(Saved data entries)
============
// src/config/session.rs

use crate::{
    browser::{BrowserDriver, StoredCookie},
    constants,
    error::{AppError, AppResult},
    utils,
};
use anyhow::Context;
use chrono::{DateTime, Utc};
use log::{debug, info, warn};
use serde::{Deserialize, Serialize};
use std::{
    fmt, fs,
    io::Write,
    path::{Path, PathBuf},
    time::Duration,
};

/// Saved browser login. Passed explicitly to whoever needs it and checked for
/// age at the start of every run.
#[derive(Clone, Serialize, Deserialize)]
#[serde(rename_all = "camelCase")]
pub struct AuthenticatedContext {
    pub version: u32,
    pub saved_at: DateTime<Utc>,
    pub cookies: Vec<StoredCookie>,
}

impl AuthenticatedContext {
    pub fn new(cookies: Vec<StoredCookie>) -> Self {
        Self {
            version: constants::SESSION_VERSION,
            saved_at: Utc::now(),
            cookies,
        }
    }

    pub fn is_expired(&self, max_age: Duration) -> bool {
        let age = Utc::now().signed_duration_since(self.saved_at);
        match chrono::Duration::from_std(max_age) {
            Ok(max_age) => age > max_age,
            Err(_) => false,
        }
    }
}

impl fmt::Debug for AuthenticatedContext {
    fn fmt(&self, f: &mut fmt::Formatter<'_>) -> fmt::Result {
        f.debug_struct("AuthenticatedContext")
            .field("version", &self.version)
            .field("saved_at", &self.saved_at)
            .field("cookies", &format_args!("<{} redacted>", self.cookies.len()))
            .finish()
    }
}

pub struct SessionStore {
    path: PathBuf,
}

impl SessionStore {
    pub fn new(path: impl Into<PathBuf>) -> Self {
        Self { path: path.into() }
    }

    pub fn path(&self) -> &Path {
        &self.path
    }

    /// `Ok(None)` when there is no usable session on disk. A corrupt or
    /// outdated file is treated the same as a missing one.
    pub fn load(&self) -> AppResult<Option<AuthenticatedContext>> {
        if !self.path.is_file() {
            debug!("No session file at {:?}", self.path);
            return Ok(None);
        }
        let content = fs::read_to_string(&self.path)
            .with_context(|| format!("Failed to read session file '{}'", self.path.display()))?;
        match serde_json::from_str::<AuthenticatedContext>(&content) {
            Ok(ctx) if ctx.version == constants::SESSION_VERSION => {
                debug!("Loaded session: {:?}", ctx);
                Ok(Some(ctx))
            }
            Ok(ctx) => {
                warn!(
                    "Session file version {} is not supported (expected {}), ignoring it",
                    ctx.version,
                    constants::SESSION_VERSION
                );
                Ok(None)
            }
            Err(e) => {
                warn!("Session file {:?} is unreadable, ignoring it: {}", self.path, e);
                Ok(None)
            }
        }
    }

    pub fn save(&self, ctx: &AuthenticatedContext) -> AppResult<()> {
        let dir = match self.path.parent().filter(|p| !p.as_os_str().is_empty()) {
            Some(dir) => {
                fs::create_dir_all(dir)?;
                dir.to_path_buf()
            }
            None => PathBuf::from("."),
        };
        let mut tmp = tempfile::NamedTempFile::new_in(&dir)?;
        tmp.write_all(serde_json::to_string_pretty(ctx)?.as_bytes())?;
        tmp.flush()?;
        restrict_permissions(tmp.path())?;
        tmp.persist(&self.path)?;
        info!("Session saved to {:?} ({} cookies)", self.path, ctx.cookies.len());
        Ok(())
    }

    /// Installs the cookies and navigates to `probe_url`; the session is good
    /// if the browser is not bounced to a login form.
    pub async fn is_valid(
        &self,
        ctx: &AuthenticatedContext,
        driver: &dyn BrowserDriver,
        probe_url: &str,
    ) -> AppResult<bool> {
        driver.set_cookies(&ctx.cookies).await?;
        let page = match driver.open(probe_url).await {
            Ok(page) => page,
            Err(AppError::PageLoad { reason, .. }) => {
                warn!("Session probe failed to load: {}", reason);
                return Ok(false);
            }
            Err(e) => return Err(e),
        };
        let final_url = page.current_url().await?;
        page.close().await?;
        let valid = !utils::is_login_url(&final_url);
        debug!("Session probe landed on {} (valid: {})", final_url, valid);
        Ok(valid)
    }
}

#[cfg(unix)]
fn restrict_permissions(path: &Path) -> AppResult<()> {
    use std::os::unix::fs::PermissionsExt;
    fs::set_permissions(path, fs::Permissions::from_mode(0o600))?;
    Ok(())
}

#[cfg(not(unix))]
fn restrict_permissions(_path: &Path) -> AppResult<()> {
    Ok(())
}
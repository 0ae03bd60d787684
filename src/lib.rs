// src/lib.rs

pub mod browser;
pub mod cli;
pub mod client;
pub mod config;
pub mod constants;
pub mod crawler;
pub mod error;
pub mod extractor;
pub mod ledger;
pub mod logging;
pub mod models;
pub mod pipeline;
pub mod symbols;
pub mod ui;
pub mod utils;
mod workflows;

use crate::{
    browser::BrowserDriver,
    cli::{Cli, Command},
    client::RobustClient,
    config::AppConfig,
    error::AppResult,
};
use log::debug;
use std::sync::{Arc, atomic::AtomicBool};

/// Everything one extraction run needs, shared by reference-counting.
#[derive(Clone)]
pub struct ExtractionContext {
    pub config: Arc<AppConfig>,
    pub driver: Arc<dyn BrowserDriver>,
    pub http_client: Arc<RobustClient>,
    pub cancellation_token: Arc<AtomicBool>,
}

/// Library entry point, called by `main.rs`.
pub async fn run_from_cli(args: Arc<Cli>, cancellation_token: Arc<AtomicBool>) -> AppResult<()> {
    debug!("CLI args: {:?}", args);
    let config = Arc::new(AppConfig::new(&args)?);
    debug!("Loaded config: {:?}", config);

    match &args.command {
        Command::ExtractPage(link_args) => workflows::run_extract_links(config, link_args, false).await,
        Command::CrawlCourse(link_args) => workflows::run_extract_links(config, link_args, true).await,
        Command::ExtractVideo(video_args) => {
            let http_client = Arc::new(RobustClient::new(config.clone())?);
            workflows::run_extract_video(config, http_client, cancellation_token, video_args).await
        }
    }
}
============
(Problem details) Reproduce the records above exactly.

(Problem solution)
// src/config/session.rs

use crate::{
    browser::{BrowserDriver, StoredCookie},
    constants,
    error::{AppError, AppResult},
    utils,
};
use anyhow::Context;
use chrono::{DateTime, Utc};
use log::{debug, info, warn};
use serde::{Deserialize, Serialize};
use std::{
    fmt, fs,
    io::Write,
    path::{Path, PathBuf},
    time::Duration,
};

/// Saved browser login. Passed explicitly to whoever needs it and checked for
/// age at the start of every run.
#[derive(Clone, Serialize, Deserialize)]
#[serde(rename_all = "camelCase")]
pub struct AuthenticatedContext {
    pub version: u32,
    pub saved_at: DateTime<Utc>,
    pub cookies: Vec<StoredCookie>,
}

impl AuthenticatedContext {
    pub fn new(cookies: Vec<StoredCookie>) -> Self {
        Self {
            version: constants::SESSION_VERSION,
            saved_at: Utc::now(),
            cookies,
        }
    }

    pub fn is_expired(&self, max_age: Duration) -> bool {
        let age = Utc::now().signed_duration_since(self.saved_at);
        match chrono::Duration::from_std(max_age) {
            Ok(max_age) => age > max_age,
            Err(_) => false,
        }
    }
}

impl fmt::Debug for AuthenticatedContext {
    fn fmt(&self, f: &mut fmt::Formatter<'_>) -> fmt::Result {
        f.debug_struct("AuthenticatedContext")
            .field("version", &self.version)
            .field("saved_at", &self.saved_at)
            .field("cookies", &format_args!("<{} redacted>", self.cookies.len()))
            .finish()
    }
}

pub struct SessionStore {
    path: PathBuf,
}

impl SessionStore {
    pub fn new(path: impl Into<PathBuf>) -> Self {
        Self { path: path.into() }
    }

    pub fn path(&self) -> &Path {
        &self.path
    }

    /// `Ok(None)` when there is no usable session on disk. A corrupt or
    /// outdated file is treated the same as a missing one.
    pub fn load(&self) -> AppResult<Option<AuthenticatedContext>> {
        if !self.path.is_file() {
            debug!("No session file at {:?}", self.path);
            return Ok(None);
        }
        let content = fs::read_to_string(&self.path)
            .with_context(|| format!("Failed to read session file '{}'", self.path.display()))?;
        match serde_json::from_str::<AuthenticatedContext>(&content) {
            Ok(ctx) if ctx.version == constants::SESSION_VERSION => {
                debug!("Loaded session: {:?}", ctx);
                Ok(Some(ctx))
            }
            Ok(ctx) => {
                warn!(
                    "Session file version {} is not supported (expected {}), ignoring it",
                    ctx.version,
                    constants::SESSION_VERSION
                );
                Ok(None)
            }
            Err(e) => {
                warn!("Session file {:?} is unreadable, ignoring it: {}", self.path, e);
                Ok(None)
            }
        }
    }

    pub fn save(&self, ctx: &AuthenticatedContext) -> AppResult<()> {
        let dir = match self.path.parent().filter(|p| !p.as_os_str().is_empty()) {
            Some(dir) => {
                fs::create_dir_all(dir)?;
                dir.to_path_buf()
            }
            None => PathBuf::from("."),
        };
        let mut tmp = tempfile::NamedTempFile::new_in(&dir)?;
        tmp.write_all(serde_json::to_string_pretty(ctx)?.as_bytes())?;
        tmp.flush()?;
        restrict_permissions(tmp.path())?;
        tmp.persist(&self.path)?;
        info!("Session saved to {:?} ({} cookies)", self.path, ctx.cookies.len());
        Ok(())
    }

    /// Installs the cookies and navigates to `probe_url`; the session is good
    /// if the browser is not bounced to a login form.
    pub async fn is_valid(
        &self,
        ctx: &AuthenticatedContext,
        driver: &dyn BrowserDriver,
        probe_url: &str,
    ) -> AppResult<bool> {
        driver.set_cookies(&ctx.cookies).await?;
        let page = match driver.open(probe_url).await {
            Ok(page) => page,
            Err(AppError::PageLoad { reason, .. }) => {
                warn!("Session probe failed to load: {}", reason);
                return Ok(false);
            }
            Err(e) => return Err(e),
        };
        let final_url = page.current_url().await?;
        page.close().await?;
        let valid = !utils::is_login_url(&final_url);
        debug!("Session probe landed on {} (valid: {})", final_url, valid);
        Ok(valid)
    }
}

#[cfg(unix)]
fn restrict_permissions(path: &Path) -> AppResult<()> {
    use std::os::unix::fs::PermissionsExt;
    fs::set_permissions(path, fs::Permissions::from_mode(0o600))?;
    Ok(())
}

#[cfg(not(unix))]
fn restrict_permissions(_path: &Path) -> AppResult<()> {
    Ok(())
}
repository 0ae03bd60d787684
filename src/lib.rs
// src/lib.rs

pub mod browser;
pub mod cli;
pub mod client;
pub mod config;
pub mod constants;
pub mod crawler;
pub mod error;
pub mod extractor;
pub mod ledger;
pub mod logging;
pub mod models;
pub mod pipeline;
pub mod symbols;
pub mod ui;
pub mod utils;
mod workflows;

use crate::{
    browser::BrowserDriver,
    cli::{Cli, Command},
    client::RobustClient,
    config::AppConfig,
    error::AppResult,
};
use log::debug;
use std::sync::{Arc, atomic::AtomicBool};

/// Everything one extraction run needs, shared by reference-counting.
#[derive(Clone)]
pub struct ExtractionContext {
    pub config: Arc<AppConfig>,
    pub driver: Arc<dyn BrowserDriver>,
    pub http_client: Arc<RobustClient>,
    pub cancellation_token: Arc<AtomicBool>,
}

/// Library entry point, called by `main.rs`.
pub async fn run_from_cli(args: Arc<Cli>, cancellation_token: Arc<AtomicBool>) -> AppResult<()> {
    debug!("CLI args: {:?}", args);
    let config = Arc::new(AppConfig::new(&args)?);
    debug!("Loaded config: {:?}", config);

    match &args.command {
        Command::ExtractPage(link_args) => workflows::run_extract_links(config, link_args, false).await,
        Command::CrawlCourse(link_args) => workflows::run_extract_links(config, link_args, true).await,
        Command::ExtractVideo(video_args) => {
            let http_client = Arc::new(RobustClient::new(config.clone())?);
            workflows::run_extract_video(config, http_client, cancellation_token, video_args).await
        }
    }
}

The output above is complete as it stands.